Harrison Mumia, president of Atheists in Kenya, in Nairobi. RNS photo by Fredrick Nzwili 

NAIROBI, Kenya (RNS) — As a Christian, he went to church and participated in Bible studies, but after becoming an atheist, Harrison Mumia is now demanding that the Quakers remove him from their rolls.

Mumia, president of the 5-year-old Atheists in Kenya Society, applied to the church to cancel his membership and remove any records associated with him, since he no longer considers himself a Christian.

“I want to adopt a Luhya name,” the 41-year-old information technology expert told Religion News Service, referring to his ethnic tribe. “I don’t see why I should hold on to something that I don’t believe in.”


Kenya, in red, located in eastern Africa. Map courtesy of Creative Commons

In his an Oct. 17 letter to the Religious Society of Friends, as the Quakers are officially known, Mumia wrote, “I request for an official certificate of renunciation signed by a senior member of the Quakers Church in Kenya to be issued to me as a confirmation that my request has been accepted.”

Though most Quakers don’t practice water baptism, Mumia recalls being sprinkled with water as a young teen, and in his letter he specifically renounced its effect. “As an atheist,” he wrote, “I no longer accept the implications of the rite of baptism.”

Baptism, he told RNS, “is a religious rite of passage for most children. When my mother took me for baptism, she believed this was the right thing to do, but I was not a grown-up.” 

Mumia said he stopped believing in God when he was a 24-year-old university student. He had failed to find sufficient and convincing answers to his questions about morality, creation and faith in the holy texts. When science provided more convincing answers, he made the shift.

Quakerism reached Kenya in 1902 via two American missionaries, and while its numbers have declined elsewhere in the world, the church has been growing here. According to Religion Watch, a third (146,000) of the denomination’s 377,000 members worldwide lived in Kenya as of 2012. 

Overall, some 83% of Kenyans are Christians, with 45% saying they are Protestants and 33% being Catholic, according to a Kenya National Bureau of Statistics study in 2013. Muslims make up about 10% of the population.


But atheism is gaining ground. In 2016, in part at Mumia’s instigation, the government registered the Atheists in Kenya Society, bringing an outcry from Christian leaders.
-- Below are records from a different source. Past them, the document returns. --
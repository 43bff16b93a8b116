// pbtrees - persistent B+Tree containers
// Root library module

pub mod btree;
pub mod builders;
pub mod config;
pub mod contracts;
pub mod error;
pub mod observability;
pub mod persistence;
pub mod state;
pub mod types;
pub mod wrappers;

// Re-export observability
pub use observability::{
    get_metrics, init_logging, init_logging_with_level, log_operation, record_metric, MetricType,
    Operation, OperationContext, PerfTimer,
};

pub use contracts::{
    KeyOrdering, MergeCursor, MergeItem, MergeSource, ValueCodec, WeightedValue,
};

pub use error::{BTreeError, ConflictPositions, ConflictReason, Result};

pub use state::{Datum, NodeKind, Oid, PersistentRef};

pub use types::{FixedBytes, Object};

pub use persistence::{DataManager, Handle, MemoryJar, NodeBody, PersistentStatus, Pinned};

pub use config::{Limits, TreeConfig};

// Re-export containers and algorithms
pub use btree::{
    difference, intersection, multiunion, resolve_bucket_conflict, resolve_tree_conflict, union,
    weighted_intersection, weighted_union, BTree, Bucket, Entry, KeyRange, Length, LengthData, Merged,
    RangeView, Set, TreeIter, TreeSet, ViewKind,
};

// Re-export builders
pub use builders::{RangeBuilder, TreeBuilder, TreeConfigBuilder};

// Re-export wrappers
pub use wrappers::{CountedTree, TracedTree};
Kenyan evangelical and Pentecostal church leaders issue a joint statement opposing atheism, in Nairobi, Kenya, on Jan. 11, 2016. RNS photo by Fredrick Nzwili

At the time, Stephen Ndicho, vice chairman of the Kenyan National Congress of Pentecostal Churches and Ministries, said his members were disgusted at the Kenyan attorney general’s casual handling of religious issues. After pressure from religious leaders convinced the government to suspend the organization, AIK went to court and in February 2018 the atheists’ official status was restored.

The atheist group, which points to the nearly 2.5% of Kenyans who report having no religion or specify no affiliation, wants the country to adopt science and skepticism in its affairs and have a rational and humanistic approach to morality, according to Mumia.

The Quakers have not responded to Mumia’s letter, but a senior leader in the church said in an interview that the former member was “rebellious” and had lost his membership when he left the fold.

“He lost it long time ago. He never attends church. He stopped paying tithes,” said Pastor Nathan Musingo Lihanda, the church’s assistant general superintendent for the Nairobi area. “Salvation is not automatic, neither is it by force, but it has to be sustained.”


Lihanda explained that the church does give letters to its congregants who want to renounce membership but normally it is for those who want to move to other churches.

Still, Mumia said he was determined to end his relationship with the church and promised to keep writing if the officials do not respond to his letter. He also added, “There are still other options to ensure that I get official renunciation.”